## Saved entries
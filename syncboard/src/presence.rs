//! Ephemeral awareness of who else is on the board and where their
//! cursors are.
//!
//! Both maps are held behind `Arc` and replaced copy-on-write, so a
//! [`PresenceSnapshot`] handed to a reader stays valid and unchanged while
//! later updates land. Nothing here is persisted; a local disconnect clears
//! everything.

use std::collections::HashMap;
use std::sync::Arc;
use std::time::Duration;

use parking_lot::Mutex;
use syncboard_proto::event::Cursor;
use syncboard_proto::model::{User, UserId};
use tokio::time::Instant;

/// A cursor coordinate in board space.
#[derive(Debug, Clone, Copy, PartialEq)]
pub struct CursorPoint {
    /// Horizontal coordinate.
    pub x: f64,
    /// Vertical coordinate.
    pub y: f64,
}

/// Point-in-time view of presence.
#[derive(Debug, Clone, Default)]
pub struct PresenceSnapshot {
    /// Users currently on the board.
    pub users: Arc<HashMap<UserId, User>>,
    /// Last known cursor per user.
    pub cursors: Arc<HashMap<UserId, CursorPoint>>,
}

impl PresenceSnapshot {
    /// Returns `true` when nobody is present and no cursor is known.
    #[must_use]
    pub fn is_empty(&self) -> bool {
        self.users.is_empty() && self.cursors.is_empty()
    }
}

/// Tracks remote users and cursors for the current session.
#[derive(Debug)]
pub struct PresenceTracker {
    state: Mutex<PresenceSnapshot>,
    cursor_throttle: Duration,
    last_cursor_sent: Mutex<Option<Instant>>,
}

impl PresenceTracker {
    /// Creates an empty tracker that allows one outbound cursor update per
    /// `cursor_throttle`.
    #[must_use]
    pub fn new(cursor_throttle: Duration) -> Self {
        Self {
            state: Mutex::new(PresenceSnapshot::default()),
            cursor_throttle,
            last_cursor_sent: Mutex::new(None),
        }
    }

    /// A user joined; they have no cursor until one arrives.
    pub fn joined(&self, user: User) {
        let mut state = self.state.lock();
        tracing::debug!(user_id = %user.id, "presence joined");
        Arc::make_mut(&mut state.users).insert(user.id.clone(), user);
    }

    /// A user left; drops both their entry and their cursor.
    pub fn left(&self, user_id: &UserId) {
        let mut state = self.state.lock();
        tracing::debug!(%user_id, "presence left");
        if state.users.contains_key(user_id) {
            Arc::make_mut(&mut state.users).remove(user_id);
        }
        if state.cursors.contains_key(user_id) {
            Arc::make_mut(&mut state.cursors).remove(user_id);
        }
    }

    /// Upserts each cursor; the latest value per user wins.
    pub fn cursors_moved(&self, cursors: &[Cursor]) {
        if cursors.is_empty() {
            return;
        }
        let mut state = self.state.lock();
        let map = Arc::make_mut(&mut state.cursors);
        for cursor in cursors {
            map.insert(
                cursor.user_id.clone(),
                CursorPoint {
                    x: cursor.x,
                    y: cursor.y,
                },
            );
        }
    }

    /// Forgets everyone. Called on every local disconnect.
    pub fn clear(&self) {
        let mut state = self.state.lock();
        *state = PresenceSnapshot::default();
        *self.last_cursor_sent.lock() = None;
    }

    /// Current users and cursors.
    #[must_use]
    pub fn snapshot(&self) -> PresenceSnapshot {
        self.state.lock().clone()
    }

    /// Number of users present.
    #[must_use]
    pub fn online_count(&self) -> usize {
        self.state.lock().users.len()
    }

    /// Last known cursor of `user_id`.
    #[must_use]
    pub fn cursor(&self, user_id: &UserId) -> Option<CursorPoint> {
        self.state.lock().cursors.get(user_id).copied()
    }

    /// Claims the outbound cursor slot. Returns `false` if an update was
    /// sent less than the throttle interval ago.
    pub fn try_claim_cursor_slot(&self) -> bool {
        let now = Instant::now();
        let mut last = self.last_cursor_sent.lock();
        match *last {
            Some(at) if now.duration_since(at) < self.cursor_throttle => false,
            _ => {
                *last = Some(now);
                true
            }
        }
    }
}

impl Default for PresenceTracker {
    fn default() -> Self {
        Self::new(Duration::from_millis(50))
    }
}
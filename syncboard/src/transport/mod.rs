//! Transport layer for the real-time channel.
//!
//! A [`Connector`] opens one message-oriented duplex [`Link`] per board
//! session. Concrete implementations:
//! - [`websocket::WsConnector`] for a real server over WebSocket
//! - [`loopback::LoopbackConnector`] with in-process channels for tests
//!
//! Links carry UTF-8 text frames only; envelope encoding happens above this
//! layer.

pub mod loopback;
pub mod websocket;

use std::future::Future;

use tokio::sync::mpsc;

/// Capacity of the inbound frame queue of a link.
pub const INBOUND_CAPACITY: usize = 256;

/// Errors that can occur while opening or using a transport.
#[derive(Debug, thiserror::Error)]
pub enum TransportError {
    /// The connection has been closed.
    #[error("connection closed")]
    ConnectionClosed,

    /// The operation timed out before completing.
    #[error("transport operation timed out")]
    Timeout,

    /// The server could not be reached at the given address.
    #[error("server at {0} is unreachable")]
    Unreachable(String),

    /// The server answered the upgrade with a non-success status.
    #[error("upgrade rejected with HTTP {0}")]
    Rejected(u16),

    /// An underlying I/O or protocol error occurred.
    #[error("transport I/O error: {0}")]
    Io(#[from] std::io::Error),
}

/// An open duplex connection.
///
/// Dropping `outbound` (and every clone of it) closes the connection. When
/// the remote side goes away, `inbound` yields `None`.
#[derive(Debug)]
pub struct Link {
    /// Frames to send to the server.
    pub outbound: mpsc::UnboundedSender<String>,
    /// Frames received from the server, in arrival order.
    pub inbound: mpsc::Receiver<String>,
}

/// Opens links to a real-time endpoint.
pub trait Connector: Send + Sync + 'static {
    /// Opens a connection to `url`.
    ///
    /// Resolves once the connection is ready to carry frames. Timeouts are
    /// applied by the caller.
    fn open(&self, url: &str) -> impl Future<Output = Result<Link, TransportError>> + Send;
}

## Required action
Which lines of the entries above contain the word "outbound"? Copy each of them.

## Response
    /// Creates an empty tracker that allows one outbound cursor update per
    /// Claims the outbound cursor slot. Returns `false` if an update was
/// Dropping `outbound` (and every clone of it) closes the connection. When
    pub outbound: mpsc::UnboundedSender<String>,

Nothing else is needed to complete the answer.